イチロー選手は現役時代、打率よりも「ヒット数」を重視していたと言われています。打率は試合ごとに上下しますが、ヒット数は確実に積み上がっていくからです。

打率が.300から.280に下がると、なんとなく調子が悪い気がしてしまいます。でも「今シーズン150本目のヒット」と数えていれば、積み上げの実感が得られます。絶対数は自分自身のモチベーションを維持する効果があるんです。

ビジネスでも同じです。「今月の成約率が先月より2%下がった」と見るよりも、「今月は15件成約した」と見たほうが、前向きに次の行動につなげやすいことがあります。筋トレでもベンチプレス100kgを目標にするのは分かりやすくて良いです。

「イチメーター」のような可視化の力

イチロー選手のヒット数を可視化した「イチメーター」というファンの応援がありました。これはヒット数を積み上げ式で表示することで、進捗が一目で分かるようにしたものです。
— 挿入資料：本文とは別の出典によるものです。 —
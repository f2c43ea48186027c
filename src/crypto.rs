//! XChaCha20-Poly1305 sealing behind [`crate::broker::PairingUri`].

use base64::engine::general_purpose::URL_SAFE_NO_PAD;
use base64::Engine as _;
use chacha20poly1305::{
    aead::{Aead, KeyInit, Payload},
    XChaCha20Poly1305, XNonce,
};
use rand::RngCore;

pub const KEY_LEN: usize = 32;
pub const NONCE_LEN: usize = 24;

/// Fresh random XChaCha20-Poly1305 key
pub fn generate_key() -> [u8; KEY_LEN] {
    let mut key = [0u8; KEY_LEN];
    rand::thread_rng().fill_bytes(&mut key);
    key
}

pub fn generate_nonce() -> [u8; NONCE_LEN] {
    let mut nonce = [0u8; NONCE_LEN];
    rand::thread_rng().fill_bytes(&mut nonce);
    nonce
}

/// Encrypt data using XChaCha20-Poly1305, binding `aad`
pub fn seal_xchacha(
    key: &[u8; KEY_LEN],
    nonce: &[u8; NONCE_LEN],
    plaintext: &[u8],
    aad: &[u8],
) -> anyhow::Result<Vec<u8>> {
    let cipher = XChaCha20Poly1305::new(key.into());
    #[allow(deprecated)]
    cipher
        .encrypt(XNonce::from_slice(nonce), Payload { msg: plaintext, aad })
        .map_err(|e| anyhow::anyhow!("Encryption failed: {}", e))
}

/// Decrypt data using XChaCha20-Poly1305; fails if `aad` differs from sealing
pub fn open_xchacha(
    key: &[u8; KEY_LEN],
    nonce: &[u8; NONCE_LEN],
    ciphertext: &[u8],
    aad: &[u8],
) -> anyhow::Result<Vec<u8>> {
    let cipher = XChaCha20Poly1305::new(key.into());
    #[allow(deprecated)]
    cipher
        .decrypt(XNonce::from_slice(nonce), Payload { msg: ciphertext, aad })
        .map_err(|e| anyhow::anyhow!("Decryption failed: {}", e))
}

/// Ciphertext with the nonce it was sealed under
#[derive(Clone, Debug, PartialEq, Eq)]
pub struct SealedPayload {
    pub nonce: [u8; NONCE_LEN],
    pub ciphertext: Vec<u8>,
}

impl SealedPayload {
    pub fn seal(key: &[u8; KEY_LEN], plaintext: &[u8], aad: &[u8]) -> anyhow::Result<Self> {
        let nonce = generate_nonce();
        let ciphertext = seal_xchacha(key, &nonce, plaintext, aad)?;
        Ok(Self { nonce, ciphertext })
    }

    pub fn open(&self, key: &[u8; KEY_LEN], aad: &[u8]) -> anyhow::Result<Vec<u8>> {
        open_xchacha(key, &self.nonce, &self.ciphertext, aad)
    }

    /// `base64url(nonce).base64url(ciphertext)`
    pub fn to_compact(&self) -> String {
        format!(
            "{}.{}",
            URL_SAFE_NO_PAD.encode(self.nonce),
            URL_SAFE_NO_PAD.encode(&self.ciphertext)
        )
    }

    pub fn from_compact(compact: &str) -> anyhow::Result<Self> {
        let (nonce, ciphertext) = compact
            .split_once('.')
            .ok_or_else(|| anyhow::anyhow!("Sealed payload is missing its nonce"))?;
        let nonce: [u8; NONCE_LEN] = URL_SAFE_NO_PAD
            .decode(nonce)?
            .try_into()
            .map_err(|_| anyhow::anyhow!("Nonce must be {} bytes", NONCE_LEN))?;
        Ok(Self {
            nonce,
            ciphertext: URL_SAFE_NO_PAD.decode(ciphertext)?,
        })
    }
}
絶対数を可視化すると、達成感が生まれます。「あと5本で目標達成」といった具体的なゴールが見えることで、自分自身を励ますことができます。自己管理やモチベーション維持のためにも、あえて誇大広告っぽい数字を自分に使うのは有効です(積み上げの数字は気分が良い!)

最後に:正しさと伝わりやすさを考えること

ここまで「絶対数のほうが伝わりやすい」という話をしてきましたが、誤解してほしくないのは、比率が不要だという話ではないということです。データ分析では、比率や推移を見ることが絶対に必要です。これは原則として変わりません。規模の違いを吸収し、正確な判断をするためには、比率は欠かせません。

しかし、人を動かすには絶対数も必要です。報告やプレゼン、チーム内の共有といった場面では、絶対数のほうが理解しやすく、行動につながりやすいことが多くあります。売上という数字は強力ゆえに誇張に見える瞬間もありますが、それはその力ゆえということですね。

大切なのは、相手と目的に応じて使い分ける丁寧さです。データを分析する自分と、データを伝える相手の間には、前提知識のギャップがあります。そのギャップを埋めるために、絶対数を使うという選択肢を持っておくことです。

正しさと伝わりやすさの両方を使うこと。それがデータ分析の先に必要なスキルだと思います。